新型アウディQ3シリーズ、フルモデルチェンジで大幅進化
日本でも人気のコンパクトSUV、アウディ「Q3」シリーズがフルモデルチェンジを遂げた。第3世代となる新型は、デザイン、デジタル機能、効率性のすべてにおいて大幅に進化しているという。アウディジャパンのプレスリリースでは「第3世代となったQ3シリーズは、デザイン、デジタル機能、そして効率性のすべてにおいて大幅に進化しています」と強調されている。
2つのボディタイプ:標準モデルとスポーツバック
先代と同様、標準モデルとクーペ的な車体のスポーツバックの2種類を用意。フロントマスクは大型化したグリルと幅13mmの細めのヘッドランプの組み合わせで新しさを感じさせる。アウディ自身は「ワイド&ローを強調した筋肉質なプロポーション」と形容しており、スポーティな印象を強めている。リアビューもコンビネーションランプが上下2分割になるなど、一目で新型と分かる意匠だ。
2万5600個のマイクロLEDが実現する先進ライティング
灯火類にはデジタル技術が満載。デジタルマトリクスLEDヘッドライトは、幅約13mmのモジュールに2万5600個のマイクロLEDを搭載。照射性能が大幅に向上したほか、「カミングホーム/リービングホーム」「オリエンテーションライト」「レーンライト」などの機能を備える。
「カミングホーム/リービングホーム」は、出発時と帰宅時に車両前方にアニメーションを投影する機能。アウディエンブレムも表示される。「オリエンテーションライト」は走行路面に2本のラインを投影し、車線中央の走行をアシスト。「レーンライト」は車線変更時に方向指示器と連動して車線端にライティング画像を映し出す。
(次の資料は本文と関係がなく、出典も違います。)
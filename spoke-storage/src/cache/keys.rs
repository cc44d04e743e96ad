//! Cache key families, TTL policy and glob matching.
//!
//! Keys are flat strings with a family prefix (`module:<name>`,
//! `version:<module>:<version>`). Invalidation patterns use `*` as a
//! wildcard; the facade computes the pattern set from the entity being
//! mutated, so patterns stay simple (`version:acme:*`).

use crate::config::CacheTtlConfig;
use std::time::Duration;

/// The enumerated key families. Additions require configuration (a TTL),
/// not new code paths.
#[derive(Debug, Clone, Copy, PartialEq, Eq, Hash)]
pub enum KeyFamily {
    Module,
    Version,
    VersionFull,
    VersionList,
    Latest,
    Compiled,
    ProtoContent,
    DependencyTree,
}

impl KeyFamily {
    pub fn label(self) -> &'static str {
        match self {
            KeyFamily::Module => "module",
            KeyFamily::Version => "version",
            KeyFamily::VersionFull => "version_full",
            KeyFamily::VersionList => "version_list",
            KeyFamily::Latest => "latest",
            KeyFamily::Compiled => "compiled",
            KeyFamily::ProtoContent => "proto_content",
            KeyFamily::DependencyTree => "dependency_tree",
        }
    }

    /// Configured TTL for entries of this family.
    pub fn ttl(self, config: &CacheTtlConfig) -> Duration {
        let secs = match self {
            KeyFamily::Module => config.module_secs,
            KeyFamily::Version => config.version_secs,
            KeyFamily::VersionFull => config.version_full_secs,
            KeyFamily::VersionList => config.version_list_secs,
            KeyFamily::Latest => config.latest_secs,
            KeyFamily::Compiled => config.compiled_secs,
            KeyFamily::ProtoContent => config.proto_content_secs,
            KeyFamily::DependencyTree => config.dependency_tree_secs,
        };
        Duration::from_secs(secs)
    }
}

/// Family of an existing key or pattern, derived from its prefix.
pub fn family_of(key: &str) -> Option<KeyFamily> {
    let prefix = key.split(':').next()?;
    match prefix {
        "module" => Some(KeyFamily::Module),
        "version" => Some(KeyFamily::Version),
        "version_full" => Some(KeyFamily::VersionFull),
        "version_list" => Some(KeyFamily::VersionList),
        "latest" => Some(KeyFamily::Latest),
        "compiled" => Some(KeyFamily::Compiled),
        "proto_content" => Some(KeyFamily::ProtoContent),
        "dependency_tree" => Some(KeyFamily::DependencyTree),
        _ => None,
    }
}

/// Label for metrics, tolerating unknown prefixes.
pub fn family_label(key: &str) -> &'static str {
    family_of(key).map(KeyFamily::label).unwrap_or("other")
}

pub fn module_key(name: &str) -> String {
    format!("module:{}", name)
}

pub fn version_key(module: &str, version: &str) -> String {
    format!("version:{}:{}", module, version)
}

pub fn version_full_key(module: &str, version: &str) -> String {
    format!("version_full:{}:{}", module, version)
}

pub fn version_list_key(module: &str) -> String {
    format!("version_list:{}", module)
}

pub fn latest_key(module: &str) -> String {
    format!("latest:{}", module)
}

pub fn compiled_key(module: &str, version: &str, language: &str) -> String {
    format!("compiled:{}:{}:{}", module, version, language)
}

pub fn proto_content_key(hash: &str) -> String {
    format!("proto_content:{}", hash)
}

pub fn dependency_tree_key(module: &str, version: &str) -> String {
    format!("dependency_tree:{}:{}", module, version)
}

/// Glob-style matching with `*` wildcards. A `*` matches any run of
/// characters, including none and including separators.
pub fn glob_match(pattern: &str, key: &str) -> bool {
    let pat: Vec<char> = pattern.chars().collect();
    let text: Vec<char> = key.chars().collect();

    let (mut p, mut t) = (0usize, 0usize);
    let mut star: Option<usize> = None;
    let mut matched = 0usize;

    while t < text.len() {
        if p < pat.len() && (pat[p] == text[t]) {
            p += 1;
            t += 1;
        } else if p < pat.len() && pat[p] == '*' {
            star = Some(p);
            matched = t;
            p += 1;
        } else if let Some(s) = star {
            p = s + 1;
            matched += 1;
            t = matched;
        } else {
            return false;
        }
    }
    while p < pat.len() && pat[p] == '*' {
        p += 1;
    }
    p == pat.len()
}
パワートレインの選択肢:2リッターエンジン+クワトロ vs 1.5リッターFF
積極的にドライブを楽しみたい人には、2リッターエンジン+クワトロシステムとスポーツバックボディの組み合わせがより良い選択肢となる。一方、居住性重視で運転支援システムやデジタル技術による日常の快適性を求める人には、110kWで前輪駆動の標準モデルで十分満足できるだろう。1.5リッターエンジンには低負荷時に気筒休止して燃費を稼ぐシリンダーオンデマンド(COD)機能を搭載する。
試乗での実体験と改善点
実際の試乗では、デジタル技術の進化を体感できたが、いくつかの改善点も見られた。例えば、ライティング機能の一部は実体験できなかった点が惜しまれる。しかし、全体的にはデザイン、デジタル機能、効率性のバランスが取れた仕上がりとなっている。
新型Q3シリーズは、コンパクトSUV市場において、デジタル技術を前面に打ち出した競争力のあるモデルといえる。